### WHAT NEEDS TO BE DONE
Without changing a single word, set down all of the records.
TASK DATA START
use crate::dto::report_dto::QuickStats;
use crate::error::Result;
use crate::models::report::{PerformanceSummary, StatusCount, TrendPoint, UserPerformance};
use crate::utils::time::{format_day, today, trailing_days};
use chrono::{NaiveDate, NaiveTime};
use sqlx::PgPool;
use std::collections::HashMap;

pub const TREND_DAYS: u32 = 7;

/// Read-only dashboard aggregates, recomputed on every call.
#[derive(Clone)]
pub struct ReportService {
    pool: PgPool,
}

impl ReportService {
    pub fn new(pool: PgPool) -> Self {
        Self { pool }
    }

    pub async fn quick_stats(&self) -> Result<QuickStats> {
        Ok(QuickStats {
            leads_by_status: self.status_counts().await?,
            leads_per_user: self.per_user_counts().await?,
            performance_summary: self.summary().await?,
            leads_trend: self.trend(today()).await?,
        })
    }

    pub async fn status_counts(&self) -> Result<Vec<StatusCount>> {
        let rows = sqlx::query_as::<_, StatusCount>(
            r#"
            SELECT status, COUNT(*) AS count
            FROM leads
            GROUP BY status
            ORDER BY status
            "#,
        )
        .fetch_all(&self.pool)
        .await?;
        Ok(rows)
    }

    pub async fn per_user_counts(&self) -> Result<Vec<UserPerformance>> {
        let rows = sqlx::query_as::<_, UserPerformance>(
            r#"
            SELECT u.username,
                   COUNT(l.id) AS total_leads,
                   COUNT(l.id) FILTER (WHERE l.status = 'Pending') AS pending_count,
                   COUNT(l.id) FILTER (WHERE l.status = 'Interested') AS interested_count,
                   COUNT(l.id) FILTER (WHERE l.status = 'Active') AS active_count,
                   COUNT(l.id) FILTER (WHERE l.status = 'Success') AS success_count,
                   COUNT(l.id) FILTER (WHERE l.status = 'Cancel') AS cancel_count
            FROM users u
            LEFT JOIN leads l ON l.assigned_user_id = u.id
            WHERE u.role = 'SalesUser'
            GROUP BY u.id, u.username
            ORDER BY u.username
            "#,
        )
        .fetch_all(&self.pool)
        .await?;
        Ok(rows)
    }

    pub async fn summary(&self) -> Result<PerformanceSummary> {
        let row = sqlx::query_as::<_, PerformanceSummary>(
            r#"
            SELECT COUNT(*) FILTER (WHERE status IN ('Active', 'Success')) AS active_summary,
                   COUNT(*) FILTER (WHERE status = 'Cancel') AS cancel_summary
            FROM leads
            "#,
        )
        .fetch_one(&self.pool)
        .await?;
        Ok(row)
    }

    /// Daily creation counts for the trailing window ending on `end` (UTC days).
    pub async fn trend(&self, end: NaiveDate) -> Result<Vec<TrendPoint>> {
        let days = trailing_days(end, TREND_DAYS);
        let since = days
            .first()
            .copied()
            .unwrap_or(end)
            .and_time(NaiveTime::MIN)
            .and_utc();

        let rows = sqlx::query_as::<_, TrendPoint>(
            r#"
            SELECT TO_CHAR(created_at AT TIME ZONE 'UTC', 'YYYY-MM-DD') AS date,
                   COUNT(*) AS count
            FROM leads
            WHERE created_at >= $1
            GROUP BY 1
            ORDER BY 1
            "#,
        )
        .bind(since)
        .fetch_all(&self.pool)
        .await?;

        Ok(fill_trend(&days, rows))
    }
}

/// One point per day in `days`; days without rows count zero.
pub fn fill_trend(days: &[NaiveDate], rows: Vec<TrendPoint>) -> Vec<TrendPoint> {
    let counts: HashMap<String, i64> = rows.into_iter().map(|p| (p.date, p.count)).collect();
    days.iter()
        .map(|day| {
            let date = format_day(*day);
            let count = counts.get(&date).copied().unwrap_or(0);
            TrendPoint { date, count }
        })
        .collect()
}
TASK DATA END
### ANSWER SECTION
use crate::dto::report_dto::QuickStats;
use crate::error::Result;
use crate::models::report::{PerformanceSummary, StatusCount, TrendPoint, UserPerformance};
use crate::utils::time::{format_day, today, trailing_days};
use chrono::{NaiveDate, NaiveTime};
use sqlx::PgPool;
use std::collections::HashMap;

pub const TREND_DAYS: u32 = 7;

/// Read-only dashboard aggregates, recomputed on every call.
#[derive(Clone)]
pub struct ReportService {
    pool: PgPool,
}

impl ReportService {
    pub fn new(pool: PgPool) -> Self {
        Self { pool }
    }

    pub async fn quick_stats(&self) -> Result<QuickStats> {
        Ok(QuickStats {
            leads_by_status: self.status_counts().await?,
            leads_per_user: self.per_user_counts().await?,
            performance_summary: self.summary().await?,
            leads_trend: self.trend(today()).await?,
        })
    }

    pub async fn status_counts(&self) -> Result<Vec<StatusCount>> {
        let rows = sqlx::query_as::<_, StatusCount>(
            r#"
            SELECT status, COUNT(*) AS count
            FROM leads
            GROUP BY status
            ORDER BY status
            "#,
        )
        .fetch_all(&self.pool)
        .await?;
        Ok(rows)
    }

    pub async fn per_user_counts(&self) -> Result<Vec<UserPerformance>> {
        let rows = sqlx::query_as::<_, UserPerformance>(
            r#"
            SELECT u.username,
                   COUNT(l.id) AS total_leads,
                   COUNT(l.id) FILTER (WHERE l.status = 'Pending') AS pending_count,
                   COUNT(l.id) FILTER (WHERE l.status = 'Interested') AS interested_count,
                   COUNT(l.id) FILTER (WHERE l.status = 'Active') AS active_count,
                   COUNT(l.id) FILTER (WHERE l.status = 'Success') AS success_count,
                   COUNT(l.id) FILTER (WHERE l.status = 'Cancel') AS cancel_count
            FROM users u
            LEFT JOIN leads l ON l.assigned_user_id = u.id
            WHERE u.role = 'SalesUser'
            GROUP BY u.id, u.username
            ORDER BY u.username
            "#,
        )
        .fetch_all(&self.pool)
        .await?;
        Ok(rows)
    }

    pub async fn summary(&self) -> Result<PerformanceSummary> {
        let row = sqlx::query_as::<_, PerformanceSummary>(
            r#"
            SELECT COUNT(*) FILTER (WHERE status IN ('Active', 'Success')) AS active_summary,
                   COUNT(*) FILTER (WHERE status = 'Cancel') AS cancel_summary
            FROM leads
            "#,
        )
        .fetch_one(&self.pool)
        .await?;
        Ok(row)
    }

    /// Daily creation counts for the trailing window ending on `end` (UTC days).
    pub async fn trend(&self, end: NaiveDate) -> Result<Vec<TrendPoint>> {
        let days = trailing_days(end, TREND_DAYS);
        let since = days
            .first()
            .copied()
            .unwrap_or(end)
            .and_time(NaiveTime::MIN)
            .and_utc();

        let rows = sqlx::query_as::<_, TrendPoint>(
            r#"
            SELECT TO_CHAR(created_at AT TIME ZONE 'UTC', 'YYYY-MM-DD') AS date,
                   COUNT(*) AS count
            FROM leads
            WHERE created_at >= $1
            GROUP BY 1
            ORDER BY 1
            "#,
        )
        .bind(since)
        .fetch_all(&self.pool)
        .await?;

        Ok(fill_trend(&days, rows))
    }
}

/// One point per day in `days`; days without rows count zero.
pub fn fill_trend(days: &[NaiveDate], rows: Vec<TrendPoint>) -> Vec<TrendPoint> {
    let counts: HashMap<String, i64> = rows.into_iter().map(|p| (p.date, p.count)).collect();
    days.iter()
        .map(|day| {
            let date = format_day(*day);
            let count = counts.get(&date).copied().unwrap_or(0);
            TrendPoint { date, count }
        })
        .collect()
}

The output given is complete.